В романе есть и третья женская фигура. Это — дочь Сони и Роберта, Таня. Переменчивые браки, рождение сына, эмиграция и исключительно высокая должность, занимаемая ею в ООН, — все это делает ее представительницей "мужской" линии развития. Но если бы произвести исследование этой фигуры с психоаналитической точки зрения, то обнаружилась бы специфика взаимоотношений между отцом и дочерью в амбивалентности отцовского ("мужского") и, одновременно, гетерогенного ("женского")[30]. Выросшая под влиянием антиавторитарного воспитания, обусловленного художественным мировосприятием отца, и, одновременно, в смысле американского психолога Джессики Беньямин, не подвергнувшаяся потери идентитета благодаря его вниманию, эта девушка эмансипируется и становится центром кружка молодых мужчин, в котором она царит и телом и духом. "Сила", "несуразность" (с. 265), "бесстрашность" и "любопытность" (с. 282), — все эти качества отражают мужские дефициты и добродетели в ней самой, что пикантным образом проявляется в ее игре на символической флейте[31]. При этом самоотдача — это не ее стихия. Телесное наслажденние для Тани остается относящимся к ней самой, а ее единственная эротическая страсть — это страсть к Ясе. Привлекательно-аллегорическое в отношениях между отцом и дочерью состоит в общности любовной проекции дочери и отца на один и тот же объект. При этом страсть дочери еще отчетливее, чем страсть отца, обнаруживает связь привлекательности с тем Другим, что нельзя свести только к понятию женственности: мечтая об единстве, Таня видит себя "на белых лошадях", "на яхте по морю" (с. 265), — в этом нельзя не узнать мотивы белого и текучего как женского — но ее желание не столько телесное, сколько направленное на без-граничное: "[...] душой она тосковала по высокому общению, соединению, слиянию, взаимности, не имеющей ни границ, ни берегов" (с. 265).

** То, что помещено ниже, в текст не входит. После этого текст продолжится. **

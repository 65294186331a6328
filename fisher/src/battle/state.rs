use std::fmt;

use crate::battle::{
    BattleOutcome,
    Victory,
};

/// The state of a battle.
#[derive(Debug, Clone, PartialEq, Eq)]
pub enum BattleState {
    /// Waiting for the active member's action.
    Ready,
    /// A turn is being resolved.
    ResolvingTurn,
    /// The active member fainted and a living member must be switched in.
    AwaitingSwitch,
    /// The monster was defeated and the active member wants to learn a move.
    AwaitingMoveReplacement(Victory),
    /// The battle is over.
    Concluded(BattleOutcome),
}

impl fmt::Display for BattleState {
    fn fmt(&self, f: &mut fmt::Formatter<'_>) -> fmt::Result {
        match self {
            Self::Ready => write!(f, "ready"),
            Self::ResolvingTurn => write!(f, "resolving a turn"),
            Self::AwaitingSwitch => write!(f, "awaiting a switch"),
            Self::AwaitingMoveReplacement(_) => write!(f, "awaiting a move replacement"),
            Self::Concluded(_) => write!(f, "concluded"),
        }
    }
}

Ее свободные сексуальные эскапады, ее бегство в фантастическую литературу, прочь от морального свода правил, которых придерживается ее мать, понимаются как разрушение рамок полярных противоположностей, установленных матерью и обществом.

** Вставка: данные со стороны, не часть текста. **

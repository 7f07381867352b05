#![doc = include_str!("../README.md")]
//!
//! # Core Components
//!
//! - [`TokenBucket`] - Thread-safe token bucket with a pluggable refill strategy
//! - [`RefillStrategy`] and [`FixedIntervalRefillStrategy`] - How tokens come back over time
//! - [`Limit`] - `permits` per `period` configuration
//! - [`Builder`] - Assembles a fixed-interval bucket
//! - [`Clock`] trait and implementations for monotonic time sources
//! - [`intercept`] - Consume-before-send, refund-on-cache-hit request gating
//!
//! # Quick Start
//!
//! ```rust
//! use std::time::Duration;
//!
//! use tickbucket::TokenBucket;
//! use nonzero_ext::nonzero;
//!
//! // 10 tokens every second, at most 10 stored
//! let bucket = TokenBucket::builder()
//!     .capacity(10)
//!     .fixed_interval_refill(10, Duration::from_secs(1))
//!     .build()
//!     .unwrap();
//!
//! // blocks until the tokens are there
//! bucket.consume(nonzero!(5u32)).unwrap();
//!
//! // or give up straight away
//! if !bucket.try_consume(nonzero!(8u32)) {
//!     println!("rate limited");
//! }
//! ```

mod bucket;
mod builder;
mod clock;
mod error;
#[cfg(feature = "async")]
pub mod futures;
pub mod intercept;
mod limit;
mod refill;
mod storage;

pub use bucket::TokenBucket;
pub use builder::Builder;
#[cfg(feature = "tokio")]
pub use clock::TokioClock;
pub use clock::{Clock, ManualClock, StdClock};
#[cfg(feature = "quanta")]
pub use clock::{FastClock, QuantaClock};
pub use error::*;
#[cfg(feature = "async")]
pub use crate::futures::RateLimitedStreamExt;
pub use limit::Limit;
pub use refill::{FixedIntervalRefillStrategy, RefillStrategy};

pub use storage::{TimeStorage, atomic::AtomicStorage, local::LocalStorage};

В метафорически-пространственном взаимоотношении мужчины с тремя женщинами скрывается очень интересная притча. В материнской фигуре Сони и в идеальной красоте Яси Роберт любит оба прототипа установленного патриархатом образа женственности. Таня выросла из него самого. Она — это "он" в том, что касается сексуальной активности его молодости и одновременно "она" во плоти. Тем самым, она — это и собственное, и чужое в нем самом; красный язык Кибелы (с. 238, 241, 260) дополняет образ активной (и внушающей страх) женственности[32].

Тот факт, что Роберту в конце концов не удаётся воплотить тайну белого цвета на полотне, может служить доказательством того, что и он не узнал троичность женственности.

Нина Садур приближается к проблематике Другого из перспективы провокатора:

"А я же — провокатор. Мои герои, как правило, полутемные люди, я хочу знать, куда они летят и кто они. Я живу в сумраке!"[33]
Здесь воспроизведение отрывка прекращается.